### Task requirements
Select the lines below containing the word "Number".

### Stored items
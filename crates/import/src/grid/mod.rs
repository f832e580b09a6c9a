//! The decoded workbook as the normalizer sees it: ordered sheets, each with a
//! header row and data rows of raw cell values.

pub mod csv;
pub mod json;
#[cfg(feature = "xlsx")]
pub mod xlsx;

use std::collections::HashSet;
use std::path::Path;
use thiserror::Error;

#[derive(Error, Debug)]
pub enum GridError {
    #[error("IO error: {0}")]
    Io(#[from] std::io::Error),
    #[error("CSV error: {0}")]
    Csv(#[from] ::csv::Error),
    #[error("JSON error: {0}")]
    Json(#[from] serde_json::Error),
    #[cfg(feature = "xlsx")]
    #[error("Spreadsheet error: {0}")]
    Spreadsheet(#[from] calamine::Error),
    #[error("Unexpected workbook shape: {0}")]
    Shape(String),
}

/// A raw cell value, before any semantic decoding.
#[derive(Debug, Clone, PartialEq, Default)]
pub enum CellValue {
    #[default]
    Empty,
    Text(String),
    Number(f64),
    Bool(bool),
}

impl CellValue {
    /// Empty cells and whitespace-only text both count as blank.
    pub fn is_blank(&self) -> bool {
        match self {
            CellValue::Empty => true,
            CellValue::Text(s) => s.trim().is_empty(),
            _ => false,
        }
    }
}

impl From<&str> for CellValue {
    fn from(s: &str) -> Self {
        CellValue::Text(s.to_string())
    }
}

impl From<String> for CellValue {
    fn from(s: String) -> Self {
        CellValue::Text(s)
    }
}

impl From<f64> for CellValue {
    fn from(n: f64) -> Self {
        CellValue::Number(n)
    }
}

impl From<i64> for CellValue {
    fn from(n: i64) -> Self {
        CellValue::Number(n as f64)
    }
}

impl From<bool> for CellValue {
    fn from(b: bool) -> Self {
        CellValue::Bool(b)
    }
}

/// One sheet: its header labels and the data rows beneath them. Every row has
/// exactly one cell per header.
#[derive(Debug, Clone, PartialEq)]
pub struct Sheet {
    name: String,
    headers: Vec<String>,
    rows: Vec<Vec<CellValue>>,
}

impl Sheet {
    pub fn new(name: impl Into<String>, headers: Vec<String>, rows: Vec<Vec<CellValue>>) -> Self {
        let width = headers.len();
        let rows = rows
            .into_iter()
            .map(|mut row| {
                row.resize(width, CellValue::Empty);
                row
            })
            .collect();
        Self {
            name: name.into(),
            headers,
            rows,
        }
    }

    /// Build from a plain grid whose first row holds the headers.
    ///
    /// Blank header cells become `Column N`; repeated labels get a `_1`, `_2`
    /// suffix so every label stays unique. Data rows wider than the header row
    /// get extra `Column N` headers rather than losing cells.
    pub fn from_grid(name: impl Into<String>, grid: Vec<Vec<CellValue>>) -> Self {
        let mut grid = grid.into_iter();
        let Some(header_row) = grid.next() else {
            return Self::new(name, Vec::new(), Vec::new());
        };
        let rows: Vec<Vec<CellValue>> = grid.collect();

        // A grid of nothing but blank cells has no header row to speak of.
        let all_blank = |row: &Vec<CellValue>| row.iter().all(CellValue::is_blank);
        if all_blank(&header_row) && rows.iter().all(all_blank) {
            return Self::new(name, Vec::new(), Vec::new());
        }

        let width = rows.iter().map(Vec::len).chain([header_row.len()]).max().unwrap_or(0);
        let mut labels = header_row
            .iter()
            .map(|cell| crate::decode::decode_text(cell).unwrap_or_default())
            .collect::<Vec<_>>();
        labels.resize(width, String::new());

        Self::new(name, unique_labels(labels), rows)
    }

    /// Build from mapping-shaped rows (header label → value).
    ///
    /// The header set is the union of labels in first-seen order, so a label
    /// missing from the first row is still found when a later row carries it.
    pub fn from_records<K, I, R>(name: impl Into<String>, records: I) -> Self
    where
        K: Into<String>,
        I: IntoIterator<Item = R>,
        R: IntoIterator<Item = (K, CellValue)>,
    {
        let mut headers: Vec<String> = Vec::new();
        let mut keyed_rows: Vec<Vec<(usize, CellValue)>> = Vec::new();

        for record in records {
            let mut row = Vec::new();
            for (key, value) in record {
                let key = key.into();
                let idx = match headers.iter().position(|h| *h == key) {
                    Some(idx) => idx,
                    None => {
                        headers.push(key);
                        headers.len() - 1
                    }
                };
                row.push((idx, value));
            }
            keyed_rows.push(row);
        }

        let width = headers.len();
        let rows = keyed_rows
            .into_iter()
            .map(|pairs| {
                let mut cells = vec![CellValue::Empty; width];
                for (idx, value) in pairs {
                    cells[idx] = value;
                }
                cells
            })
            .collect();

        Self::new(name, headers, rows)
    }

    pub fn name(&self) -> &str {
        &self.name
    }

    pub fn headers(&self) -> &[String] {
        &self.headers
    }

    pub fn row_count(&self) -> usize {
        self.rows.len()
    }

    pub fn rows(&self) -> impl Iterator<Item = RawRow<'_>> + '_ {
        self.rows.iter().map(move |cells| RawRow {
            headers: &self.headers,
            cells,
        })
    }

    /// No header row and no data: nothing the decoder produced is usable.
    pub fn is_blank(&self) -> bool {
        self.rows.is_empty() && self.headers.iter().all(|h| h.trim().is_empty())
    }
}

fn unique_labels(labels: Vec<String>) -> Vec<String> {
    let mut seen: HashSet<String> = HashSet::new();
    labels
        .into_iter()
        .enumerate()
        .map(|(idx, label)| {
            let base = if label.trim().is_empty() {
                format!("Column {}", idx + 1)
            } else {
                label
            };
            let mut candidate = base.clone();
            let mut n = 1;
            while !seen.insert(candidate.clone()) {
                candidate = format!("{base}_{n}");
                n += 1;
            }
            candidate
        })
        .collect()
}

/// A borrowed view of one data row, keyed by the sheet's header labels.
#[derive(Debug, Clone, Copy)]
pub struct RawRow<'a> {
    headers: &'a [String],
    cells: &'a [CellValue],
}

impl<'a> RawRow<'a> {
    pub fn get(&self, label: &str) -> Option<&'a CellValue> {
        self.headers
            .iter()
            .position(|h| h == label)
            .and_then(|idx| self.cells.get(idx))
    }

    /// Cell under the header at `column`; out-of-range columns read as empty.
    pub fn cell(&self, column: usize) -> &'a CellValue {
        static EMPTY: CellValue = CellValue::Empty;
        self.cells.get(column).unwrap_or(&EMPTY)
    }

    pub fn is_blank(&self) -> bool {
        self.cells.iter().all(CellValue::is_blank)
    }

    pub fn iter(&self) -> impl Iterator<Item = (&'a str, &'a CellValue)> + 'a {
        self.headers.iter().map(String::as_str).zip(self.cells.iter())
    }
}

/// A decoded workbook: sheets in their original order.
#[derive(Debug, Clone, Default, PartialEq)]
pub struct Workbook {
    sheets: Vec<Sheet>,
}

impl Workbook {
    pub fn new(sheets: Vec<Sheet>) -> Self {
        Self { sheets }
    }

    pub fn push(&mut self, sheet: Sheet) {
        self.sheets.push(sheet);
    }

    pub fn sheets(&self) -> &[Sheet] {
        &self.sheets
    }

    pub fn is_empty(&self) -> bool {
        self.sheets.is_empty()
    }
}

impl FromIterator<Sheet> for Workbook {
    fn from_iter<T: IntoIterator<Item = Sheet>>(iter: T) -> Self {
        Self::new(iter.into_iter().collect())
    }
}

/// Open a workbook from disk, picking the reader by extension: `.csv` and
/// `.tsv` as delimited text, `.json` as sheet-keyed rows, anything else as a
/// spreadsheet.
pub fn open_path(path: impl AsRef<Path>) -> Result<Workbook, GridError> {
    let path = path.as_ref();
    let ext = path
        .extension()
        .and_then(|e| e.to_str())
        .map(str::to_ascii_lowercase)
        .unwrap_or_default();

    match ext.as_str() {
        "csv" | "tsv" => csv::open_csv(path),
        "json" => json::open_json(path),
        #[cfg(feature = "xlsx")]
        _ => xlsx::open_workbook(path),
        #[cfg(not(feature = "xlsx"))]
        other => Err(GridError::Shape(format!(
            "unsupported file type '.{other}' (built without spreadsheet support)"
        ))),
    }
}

### Solution to the exercise
    Number(f64),
        CellValue::Number(n)
        CellValue::Number(n as f64)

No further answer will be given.